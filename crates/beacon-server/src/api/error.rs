//! API error types and response handling.
//!
//! This module provides a unified error type for all API handlers
//! with automatic conversion to appropriate HTTP responses.
//!
//! A reading that cannot be ranged is not an error: it is answered with
//! `distance_m: -1.0` and `proximity: "unknown"`.

use axum::http::StatusCode;
use axum::response::{IntoResponse, Response};
use axum::Json;
use beacon_core::BeaconError;
use serde::{Deserialize, Serialize};
use utoipa::ToSchema;

/// Result type alias for API handlers.
pub type ApiResult<T> = Result<T, ApiError>;

/// Unified API error type.
///
/// Each variant maps to a specific HTTP status code and produces a
/// consistent JSON error response.
#[derive(Debug, Clone)]
pub enum ApiError {
    /// 400 Bad Request - Invalid input from client.
    BadRequest {
        /// Machine-readable error code.
        error_code: String,
        /// Human-readable error message.
        message: String,
    },

    /// 500 Internal Server Error - Unexpected server-side error.
    InternalError {
        /// Machine-readable error code.
        error_code: String,
        /// Human-readable error message.
        message: String,
        /// Optional details.
        details: Option<String>,
    },
}

/// Standard JSON error response body.
#[derive(Debug, Clone, Serialize, Deserialize, ToSchema)]
#[schema(example = json!({
    "error": "invalid_mac_address",
    "message": "Invalid MAC address: 'nope'. Expected format 'AA:BB:CC:DD:EE:FF'.",
    "details": null
}))]
pub struct ErrorResponse {
    /// Machine-readable error code (e.g., "invalid_mac_address").
    #[schema(example = "invalid_mac_address")]
    pub error: String,

    /// Human-readable error message.
    #[schema(example = "Invalid MAC address: 'nope'. Expected format 'AA:BB:CC:DD:EE:FF'.")]
    pub message: String,

    /// Optional additional details for debugging.
    #[schema(nullable)]
    pub details: Option<serde_json::Value>,
}

impl IntoResponse for ApiError {
    fn into_response(self) -> Response {
        let (status, error_response) = match self {
            Self::BadRequest {
                error_code,
                message,
            } => {
                tracing::debug!(error_code = %error_code, message = %message, "Rejected request");
                (
                    StatusCode::BAD_REQUEST,
                    ErrorResponse {
                        error: error_code,
                        message,
                        details: None,
                    },
                )
            }

            Self::InternalError {
                error_code,
                message,
                details,
            } => {
                tracing::error!(
                    error_code = %error_code,
                    message = %message,
                    details = ?details,
                    "Internal server error"
                );

                (
                    StatusCode::INTERNAL_SERVER_ERROR,
                    ErrorResponse {
                        error: error_code,
                        message,
                        details: details.map(|d| serde_json::json!(d)),
                    },
                )
            }
        };

        (status, Json(error_response)).into_response()
    }
}

impl std::fmt::Display for ApiError {
    fn fmt(&self, f: &mut std::fmt::Formatter<'_>) -> std::fmt::Result {
        match self {
            Self::BadRequest { message, .. } => write!(f, "Bad Request: {message}"),
            Self::InternalError { message, .. } => write!(f, "Internal Error: {message}"),
        }
    }
}

impl std::error::Error for ApiError {}

/// Convert from beacon_core errors.
impl From<BeaconError> for ApiError {
    fn from(err: BeaconError) -> Self {
        let error_code = err.error_code().to_ascii_lowercase();
        if err.http_status_code() == 400 {
            Self::BadRequest {
                error_code,
                message: err.to_string(),
            }
        } else {
            Self::InternalError {
                error_code,
                message: err.to_string(),
                details: None,
            }
        }
    }
}

impl From<beacon_core::ParcelError> for ApiError {
    fn from(err: beacon_core::ParcelError) -> Self {
        Self::from(BeaconError::from(err))
    }
}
:::::
__WHAT THE TASK ASKS__.
The answer should be an exact copy of the data.

__RESULT__.
filename crates/beacon-server/src/api/error.rs
//! API error types and response handling.
//!
//! This module provides a unified error type for all API handlers
//! with automatic conversion to appropriate HTTP responses.
//!
//! A reading that cannot be ranged is not an error: it is answered with
//! `distance_m: -1.0` and `proximity: "unknown"`.

use axum::http::StatusCode;
use axum::response::{IntoResponse, Response};
use axum::Json;
use beacon_core::BeaconError;
use serde::{Deserialize, Serialize};
use utoipa::ToSchema;

/// Result type alias for API handlers.
pub type ApiResult<T> = Result<T, ApiError>;

/// Unified API error type.
///
/// Each variant maps to a specific HTTP status code and produces a
/// consistent JSON error response.
#[derive(Debug, Clone)]
pub enum ApiError {
    /// 400 Bad Request - Invalid input from client.
    BadRequest {
        /// Machine-readable error code.
        error_code: String,
        /// Human-readable error message.
        message: String,
    },

    /// 500 Internal Server Error - Unexpected server-side error.
    InternalError {
        /// Machine-readable error code.
        error_code: String,
        /// Human-readable error message.
        message: String,
        /// Optional details.
        details: Option<String>,
    },
}

/// Standard JSON error response body.
#[derive(Debug, Clone, Serialize, Deserialize, ToSchema)]
#[schema(example = json!({
    "error": "invalid_mac_address",
    "message": "Invalid MAC address: 'nope'. Expected format 'AA:BB:CC:DD:EE:FF'.",
    "details": null
}))]
pub struct ErrorResponse {
    /// Machine-readable error code (e.g., "invalid_mac_address").
    #[schema(example = "invalid_mac_address")]
    pub error: String,

    /// Human-readable error message.
    #[schema(example = "Invalid MAC address: 'nope'. Expected format 'AA:BB:CC:DD:EE:FF'.")]
    pub message: String,

    /// Optional additional details for debugging.
    #[schema(nullable)]
    pub details: Option<serde_json::Value>,
}

impl IntoResponse for ApiError {
    fn into_response(self) -> Response {
        let (status, error_response) = match self {
            Self::BadRequest {
                error_code,
                message,
            } => {
                tracing::debug!(error_code = %error_code, message = %message, "Rejected request");
                (
                    StatusCode::BAD_REQUEST,
                    ErrorResponse {
                        error: error_code,
                        message,
                        details: None,
                    },
                )
            }

            Self::InternalError {
                error_code,
                message,
                details,
            } => {
                tracing::error!(
                    error_code = %error_code,
                    message = %message,
                    details = ?details,
                    "Internal server error"
                );

                (
                    StatusCode::INTERNAL_SERVER_ERROR,
                    ErrorResponse {
                        error: error_code,
                        message,
                        details: details.map(|d| serde_json::json!(d)),
                    },
                )
            }
        };

        (status, Json(error_response)).into_response()
    }
}

impl std::fmt::Display for ApiError {
    fn fmt(&self, f: &mut std::fmt::Formatter<'_>) -> std::fmt::Result {
        match self {
            Self::BadRequest { message, .. } => write!(f, "Bad Request: {message}"),
            Self::InternalError { message, .. } => write!(f, "Internal Error: {message}"),
        }
    }
}

impl std::error::Error for ApiError {}

/// Convert from beacon_core errors.
impl From<BeaconError> for ApiError {
    fn from(err: BeaconError) -> Self {
        let error_code = err.error_code().to_ascii_lowercase();
        if err.http_status_code() == 400 {
            Self::BadRequest {
                error_code,
                message: err.to_string(),
            }
        } else {
            Self::InternalError {
                error_code,
                message: err.to_string(),
                details: None,
            }
        }
    }
}

impl From<beacon_core::ParcelError> for ApiError {
    fn from(err: beacon_core::ParcelError) -> Self {
        Self::from(BeaconError::from(err))
    }
}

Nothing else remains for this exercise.